Canine teeth also called as cuspid or cornerstone is the pointed teeth present at the corner of the mouth. Canine teeth are adapted for tearing of food and various other functions. There is a total of four canine teeth present in the entire dental arch. Each present between incisors i.e. front teeth and premolar.
The first permanent tooth to erupt is usually the first molar, at 6 to 7 years of age. The other teeth, leaving the third molar erupt latest by 13 years of age. Keeping track of the eruption time through charts or games is a good way for parents and children to anticipate teething and eruption.
There are only four significant teeth types. These are the incisors, canines, premolars, and molars. You can quickly identify them in your mouth. As in the case of babies, premolars are absent. Rest all the teeth look similar in babies as well.

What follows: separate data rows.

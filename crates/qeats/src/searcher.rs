use std::{path::Path, sync::Arc};

use chrono::{Local, NaiveTime};
use qeats_store::{InMemoryStore, Location, RestaurantStore, TestDataConfig};
use serde::Serialize;
use tracing::{info, instrument};

use crate::{
    cache::{CachePool, InMemoryCache},
    config::SearchConfig,
    deadline::Deadline,
    error::QeatsError,
    index::{CacheKeyPolicy, GeoIndex},
    search::{ExecutionMode, SearchOrchestrator, SearchRequest, SearchResult},
};

/// Entry point for restaurant search.
///
/// Holds the cache-aside geo index for "everything near me" lookups and the
/// orchestrator for free-text search. Both share one store. Coordinates are
/// validated before any store or cache access.
///
/// # Examples
///
/// ```rust
/// use chrono::NaiveTime;
/// use qeats::{RestaurantSearcher, SearchConfig};
/// use qeats_store::TestDataConfig;
///
/// let searcher = RestaurantSearcher::from_test_data(&TestDataConfig::minimal(), SearchConfig::default())?;
/// let nine_am = NaiveTime::from_hms_opt(9, 0, 0).unwrap();
///
/// let nearby = searcher.all_nearby(12.9, 77.6, nine_am)?;
/// let curries = searcher.by_search_text(12.9, 77.6, nine_am, "Indian")?;
/// println!("{} nearby, {} matching", nearby.len(), curries.len());
/// # Ok::<(), qeats::error::QeatsError>(())
/// ```
pub struct RestaurantSearcher<S, C = InMemoryCache> {
    index: GeoIndex<S, C>,
    orchestrator: SearchOrchestrator<S>,
    config: SearchConfig,
}

impl<S, C: std::fmt::Debug> std::fmt::Debug for RestaurantSearcher<S, C> {
    fn fmt(&self, f: &mut std::fmt::Formatter<'_>) -> std::fmt::Result {
        f.debug_struct("RestaurantSearcher")
            .field("index", &self.index)
            .field("orchestrator", &self.orchestrator)
            .field("config", &self.config)
            .finish()
    }
}

impl<S: RestaurantStore, C: CachePool> RestaurantSearcher<S, C> {
    /// Create a searcher over `store`, caching nearby lists in `cache`.
    ///
    /// Starts the text search worker pool, which lives as long as the searcher.
    #[instrument(name = "Create RestaurantSearcher", level = "info", skip_all)]
    pub fn new(store: Arc<S>, cache: C, config: SearchConfig) -> Result<Self, QeatsError> {
        let t_init = std::time::Instant::now();

        let index = GeoIndex::new(Arc::clone(&store), cache, config.index_params());
        let orchestrator = SearchOrchestrator::new(store)?;

        info!(
            mode = ?config.execution_mode,
            key_policy = ?config.cache_key_policy,
            elapsed = ?t_init.elapsed(),
            "RestaurantSearcher ready"
        );
        Ok(Self {
            index,
            orchestrator,
            config,
        })
    }

    pub fn with_defaults(store: Arc<S>, cache: C) -> Result<Self, QeatsError> {
        Self::new(store, cache, SearchConfig::default())
    }

    /// Serving radius at `current_time`, in kilometres.
    pub fn radius_for(&self, current_time: NaiveTime) -> f64 {
        self.config.serving_policy.radius_for(current_time)
    }

    // === Proximity ===

    /// Every restaurant open at `current_time` within the serving radius.
    pub fn all_nearby(
        &self,
        latitude: f64,
        longitude: f64,
        current_time: NaiveTime,
    ) -> Result<Vec<SearchResult>, QeatsError> {
        self.all_nearby_within(latitude, longitude, current_time, self.default_deadline())
    }

    /// [`all_nearby`](Self::all_nearby) at the local wall-clock time.
    pub fn all_nearby_now(&self, latitude: f64, longitude: f64) -> Result<Vec<SearchResult>, QeatsError> {
        self.all_nearby(latitude, longitude, Local::now().time())
    }

    #[instrument(name = "All Nearby", level = "info", skip(self, deadline))]
    pub fn all_nearby_within(
        &self,
        latitude: f64,
        longitude: f64,
        current_time: NaiveTime,
        deadline: Deadline,
    ) -> Result<Vec<SearchResult>, QeatsError> {
        let requester = Location::new(latitude, longitude)?;
        let radius_km = self.radius_for(current_time);
        let results = self
            .index
            .find_nearby(&requester, current_time, radius_km, &deadline)?;
        Ok(self.cap(results))
    }

    // === Text search ===

    /// Restaurants near the requester matching `search_text` by name, cuisine,
    /// menu item attribute or menu item name, in the configured mode.
    pub fn by_search_text(
        &self,
        latitude: f64,
        longitude: f64,
        current_time: NaiveTime,
        search_text: &str,
    ) -> Result<Vec<SearchResult>, QeatsError> {
        self.by_search_text_with_mode(
            latitude,
            longitude,
            current_time,
            search_text,
            self.config.execution_mode,
        )
    }

    pub fn by_search_text_with_mode(
        &self,
        latitude: f64,
        longitude: f64,
        current_time: NaiveTime,
        search_text: &str,
        mode: ExecutionMode,
    ) -> Result<Vec<SearchResult>, QeatsError> {
        self.by_search_text_within(
            latitude,
            longitude,
            current_time,
            search_text,
            mode,
            self.default_deadline(),
        )
    }

    /// [`by_search_text`](Self::by_search_text) at the local wall-clock time.
    pub fn by_search_text_now(
        &self,
        latitude: f64,
        longitude: f64,
        search_text: &str,
    ) -> Result<Vec<SearchResult>, QeatsError> {
        self.by_search_text(latitude, longitude, Local::now().time(), search_text)
    }

    #[instrument(name = "Search By Text", level = "info", skip(self, deadline))]
    pub fn by_search_text_within(
        &self,
        latitude: f64,
        longitude: f64,
        current_time: NaiveTime,
        search_text: &str,
        mode: ExecutionMode,
        deadline: Deadline,
    ) -> Result<Vec<SearchResult>, QeatsError> {
        let requester = Location::new(latitude, longitude)?;
        let radius_km = self.radius_for(current_time);
        let request = SearchRequest::new(requester, current_time, radius_km, search_text)
            .with_deadline(deadline);
        let results = self.orchestrator.search(&request, mode)?;
        Ok(self.cap(results))
    }

    // === Introspection ===

    pub const fn config(&self) -> &SearchConfig {
        &self.config
    }

    pub const fn cache(&self) -> &C {
        self.index.cache()
    }

    /// Get information about the searcher configuration.
    pub fn info(&self) -> SearcherInfo {
        let policy = &self.config.serving_policy;
        SearcherInfo {
            execution_mode: self.config.execution_mode,
            cache_key_policy: self.config.cache_key_policy,
            bucket_precision: self.config.bucket_precision.get(),
            cache_ttl_secs: self.config.cache_ttl.as_secs(),
            peak_windows: policy.peak_windows().iter().map(ToString::to_string).collect(),
            peak_radius_km: policy.peak_radius_km(),
            normal_radius_km: policy.normal_radius_km(),
            max_results: self.config.max_results,
            request_timeout_ms: self
                .config
                .request_timeout
                .map(|t| u64::try_from(t.as_millis()).unwrap_or(u64::MAX)),
            workers: self.orchestrator.workers(),
        }
    }

    /// Stop the worker pool. Dropping the searcher has the same effect.
    pub fn shutdown(self) {
        info!("Shutting down RestaurantSearcher");
        self.orchestrator.shutdown();
    }

    fn default_deadline(&self) -> Deadline {
        Deadline::from_timeout(self.config.request_timeout)
    }

    fn cap(&self, mut results: Vec<SearchResult>) -> Vec<SearchResult> {
        if let Some(limit) = self.config.max_results {
            results.truncate(limit);
        }
        results
    }
}

impl RestaurantSearcher<InMemoryStore, InMemoryCache> {
    /// Searcher over `restaurants.json` and `menus.json` in `dir`.
    pub fn load_from_dir(dir: impl AsRef<Path>, config: SearchConfig) -> Result<Self, QeatsError> {
        let store = InMemoryStore::load_from_dir(dir)?;
        Self::new(Arc::new(store), InMemoryCache::new(), config)
    }

    /// Searcher over the data in [`qeats_store::DATA_DIR`].
    pub fn load_default(config: SearchConfig) -> Result<Self, QeatsError> {
        Self::load_from_dir(qeats_store::DATA_DIR.as_path(), config)
    }

    /// Searcher over generated fixture data.
    pub fn from_test_data(data: &TestDataConfig, config: SearchConfig) -> Result<Self, QeatsError> {
        let store = InMemoryStore::from_test_data(data)?;
        Self::new(Arc::new(store), InMemoryCache::new(), config)
    }
}

/// Information about a [`RestaurantSearcher`]'s configuration.
#[derive(Debug, Clone, PartialEq, Serialize)]
pub struct SearcherInfo {
    pub execution_mode: ExecutionMode,
    pub cache_key_policy: CacheKeyPolicy,
    pub bucket_precision: u8,
    pub cache_ttl_secs: u64,
    pub peak_windows: Vec<String>,
    pub peak_radius_km: f64,
    pub normal_radius_km: f64,
    pub max_results: Option<usize>,
    pub request_timeout_ms: Option<u64>,
    pub workers: usize,
}

impl SearcherInfo {
    /// Get a human-readable summary of the searcher.
    pub fn summary(&self) -> String {
        format!(
            "RestaurantSearcher ({:?}, {:?} keys at precision {}) serving {} km at peak [{}] and {} km otherwise",
            self.execution_mode,
            self.cache_key_policy,
            self.bucket_precision,
            self.peak_radius_km,
            self.peak_windows.join(", "),
            self.normal_radius_km,
        )
    }
}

Tooth enamel is the hardest substance in your body. Enamel forms the outer covering of the visible tooth portion, outside of the gums. Enamel plays a vital role in protecting teeth from decay. Having said this, enamel does undergo attrition, abrasion etc.
Sometimes it is important to know the tooth anatomy. Most of us use layman dental terminologies as lower front teeth or upper back teeth. But it would be great if you could identify parts of teeth such as crown, neck, etc.